Would you pull out every line of the material that contains the string "unavailability"?

▶ RECORDS SHOWN:
----------
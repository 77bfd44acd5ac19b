// response-gate-core/tests/gate_decision.rs
// ============================================================================
// Module: Gate Decision Tests
// Description: Decision-table coverage for the sanitization gate.
// Purpose: Validate approval, denial, fail-open resolution, and leak freedom.
// Dependencies: response-gate-core
// ============================================================================

//! ## Overview
//! Walks the full decision table: unconditional approvals (`NoToken`,
//! `Passed`), the unconditional denial (`Blocked`), and the three
//! policy-resolved outcomes under both fail-open and fail-closed. Also checks
//! that denied decisions never leak payload bytes and that approval messages
//! never carry a foreign denial reason.

#![allow(
    clippy::panic,
    clippy::print_stdout,
    clippy::print_stderr,
    clippy::unwrap_used,
    clippy::expect_used,
    clippy::use_debug,
    clippy::dbg_macro,
    clippy::panic_in_result_fn,
    clippy::unwrap_in_result,
    reason = "Test-only output and panic-based assertions are permitted."
)]

use response_gate_core::ClassificationOutcome;
use response_gate_core::GatePolicy;
use response_gate_core::decide;
use response_gate_core::gate::MSG_BLOCKED;
use response_gate_core::gate::REASON_INVALID_TOKEN;
use response_gate_core::gate::REASON_TIMEOUT;
use response_gate_core::gate::REASON_UNAVAILABLE;

// ============================================================================
// SECTION: Test Helpers
// ============================================================================

/// Payload marker that appears in no gate message constant.
const PAYLOAD: &str = "ZX-SENSITIVE-PAYLOAD-7741";

/// Outcomes whose verdict is controlled by the fail-open flag.
const POLICY_RESOLVED: [ClassificationOutcome; 3] = [
    ClassificationOutcome::InvalidToken,
    ClassificationOutcome::Unavailable,
    ClassificationOutcome::Timeout,
];

// ============================================================================
// SECTION: Unconditional Rows
// ============================================================================

/// Scenario A: no classifier token set approves with an explicit notice.
#[test]
fn no_token_approves_with_unchecked_notice() {
    let decision =
        decide(ClassificationOutcome::NoToken, GatePolicy::new(false), PAYLOAD.to_string());
    assert!(decision.approved());
    assert!(decision.message().contains("not configured"));
    assert_eq!(decision.payload(), Some(PAYLOAD));
}

/// Scenario B: a passing classification approves and includes the payload.
#[test]
fn passed_approves_with_payload() {
    let decision =
        decide(ClassificationOutcome::Passed, GatePolicy::new(false), PAYLOAD.to_string());
    assert!(decision.approved());
    assert!(decision.message().contains("passed"));
    assert_eq!(decision.payload(), Some(PAYLOAD));
}

/// Scenario C: a blocking classification denies and withholds the payload.
#[test]
fn blocked_denies_and_withholds_payload() {
    let decision =
        decide(ClassificationOutcome::Blocked, GatePolicy::new(false), PAYLOAD.to_string());
    assert!(!decision.approved());
    assert!(decision.message().contains("blocked"));
    assert!(decision.payload().is_none());
}

/// The blocked row ignores fail-open entirely.
#[test]
fn blocked_is_not_overridable_by_fail_open() {
    for fail_open in [false, true] {
        let decision = decide(
            ClassificationOutcome::Blocked,
            GatePolicy::new(fail_open),
            PAYLOAD.to_string(),
        );
        assert!(!decision.approved());
        assert!(decision.payload().is_none());
    }
}

// ============================================================================
// SECTION: Policy-Resolved Rows
// ============================================================================

/// Scenario D: unavailability under fail-closed denies.
#[test]
fn unavailable_fail_closed_denies() {
    let decision =
        decide(ClassificationOutcome::Unavailable, GatePolicy::new(false), PAYLOAD.to_string());
    assert!(!decision.approved());
    assert!(decision.payload().is_none());
}

/// Scenario E: unavailability under fail-open approves and says so.
#[test]
fn unavailable_fail_open_approves_and_states_fallback() {
    let decision =
        decide(ClassificationOutcome::Unavailable, GatePolicy::new(true), PAYLOAD.to_string());
    assert!(decision.approved());
    assert!(decision.message().contains("allowing data"));
    assert_eq!(decision.payload(), Some(PAYLOAD));
}

/// Approval for every policy-resolved outcome equals the flag exactly.
#[test]
fn policy_resolved_outcomes_track_the_flag() {
    for outcome in POLICY_RESOLVED {
        for fail_open in [false, true] {
            let decision = decide(outcome, GatePolicy::new(fail_open), PAYLOAD.to_string());
            assert_eq!(decision.approved(), fail_open, "outcome {outcome:?}");
            assert_eq!(decision.payload().is_some(), fail_open, "outcome {outcome:?}");
        }
    }
}

/// Policy-resolved denials name the reason for their own outcome only.
#[test]
fn denial_messages_bind_to_their_outcome() {
    let invalid = decide(
        ClassificationOutcome::InvalidToken,
        GatePolicy::new(false),
        PAYLOAD.to_string(),
    );
    let unavailable = decide(
        ClassificationOutcome::Unavailable,
        GatePolicy::new(false),
        PAYLOAD.to_string(),
    );
    let timeout =
        decide(ClassificationOutcome::Timeout, GatePolicy::new(false), PAYLOAD.to_string());
    assert!(invalid.message().contains(REASON_INVALID_TOKEN));
    assert!(!invalid.message().contains(REASON_UNAVAILABLE));
    assert!(!invalid.message().contains(REASON_TIMEOUT));
    assert!(unavailable.message().contains(REASON_UNAVAILABLE));
    assert!(!unavailable.message().contains(REASON_TIMEOUT));
    assert!(timeout.message().contains(REASON_TIMEOUT));
    assert!(!timeout.message().contains(REASON_UNAVAILABLE));
}

// ============================================================================
// SECTION: Leak Freedom
// ============================================================================

/// Denied decisions contain zero bytes of the original payload.
#[test]
fn denied_decisions_never_leak_payload() {
    let all_outcomes = [
        ClassificationOutcome::NoToken,
        ClassificationOutcome::InvalidToken,
        ClassificationOutcome::Passed,
        ClassificationOutcome::Blocked,
        ClassificationOutcome::Unavailable,
        ClassificationOutcome::Timeout,
    ];
    for outcome in all_outcomes {
        for fail_open in [false, true] {
            let decision = decide(outcome, GatePolicy::new(fail_open), PAYLOAD.to_string());
            if !decision.approved() {
                assert!(decision.payload().is_none());
                assert!(!decision.message().contains(PAYLOAD));
            }
        }
    }
}

/// Approval messages never carry a foreign denial reason.
#[test]
fn approval_messages_never_contain_denial_text() {
    for outcome in [ClassificationOutcome::NoToken, ClassificationOutcome::Passed] {
        let decision = decide(outcome, GatePolicy::new(false), PAYLOAD.to_string());
        assert!(decision.approved());
        assert!(!decision.message().contains(MSG_BLOCKED));
        assert!(!decision.message().contains(REASON_INVALID_TOKEN));
        assert!(!decision.message().contains(REASON_UNAVAILABLE));
        assert!(!decision.message().contains(REASON_TIMEOUT));
    }
}
// response-gate-core/src/outcome.rs
// ============================================================================
// Module: Classification Outcomes
// Description: Outcome codes produced by the risk classifier client.
// Purpose: Provide an exhaustiveness-checked outcome type for gate decisions.
// Dependencies: serde
// ============================================================================

//! ## Overview
//! Every classification attempt reduces to exactly one
//! [`ClassificationOutcome`]. Outcomes never carry payload data; they are
//! metadata about the check itself, so they are safe to log and audit.
//! Adding a variant is a compile-time-visible change everywhere the gate
//! matches on outcomes.

// ============================================================================
// SECTION: Imports
// ============================================================================

use serde::Deserialize;
use serde::Serialize;

// ============================================================================
// SECTION: Constants
// ============================================================================

/// Default risk-score cutoff above which a payload is blocked.
///
/// The cutoff is a policy constant carried over from the original deployment;
/// it is overridable through configuration rather than tuned here.
pub const DEFAULT_BLOCK_THRESHOLD: f64 = 0.9;

// ============================================================================
// SECTION: Outcome Type
// ============================================================================

/// Outcome of a single classification attempt.
///
/// # Invariants
/// - Variants are stable for audit labeling.
/// - Outcomes never hold raw payload data.
#[derive(Debug, Clone, Copy, PartialEq, Eq, Serialize, Deserialize)]
#[serde(rename_all = "snake_case")]
pub enum ClassificationOutcome {
    /// No classifier secret is configured; checking is disabled by the
    /// operator and no network call was made.
    NoToken,
    /// The classifier rejected the configured secret (HTTP 401/403).
    InvalidToken,
    /// The classifier scored the payload at or below the block threshold.
    Passed,
    /// The classifier scored the payload above the block threshold.
    Blocked,
    /// The classifier could not be consulted (non-auth HTTP failure,
    /// transport error, or an unusable response body).
    Unavailable,
    /// The classification request was aborted at the configured deadline.
    Timeout,
}

impl ClassificationOutcome {
    /// Maps a risk score to a scoring outcome using the given threshold.
    #[must_use]
    pub fn from_score(score: f64, threshold: f64) -> Self {
        if score > threshold { Self::Blocked } else { Self::Passed }
    }

    /// Returns a stable label for audit events.
    #[must_use]
    pub const fn as_str(self) -> &'static str {
        match self {
            Self::NoToken => "no_token",
            Self::InvalidToken => "invalid_token",
            Self::Passed => "passed",
            Self::Blocked => "blocked",
            Self::Unavailable => "unavailable",
            Self::Timeout => "timeout",
        }
    }
}

// ============================================================================
// SECTION: Tests
// ============================================================================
----------
▶ RESPONSE TO THE TASK:
/// Scenario D: unavailability under fail-closed denies.
/// Scenario E: unavailability under fail-open approves and says so.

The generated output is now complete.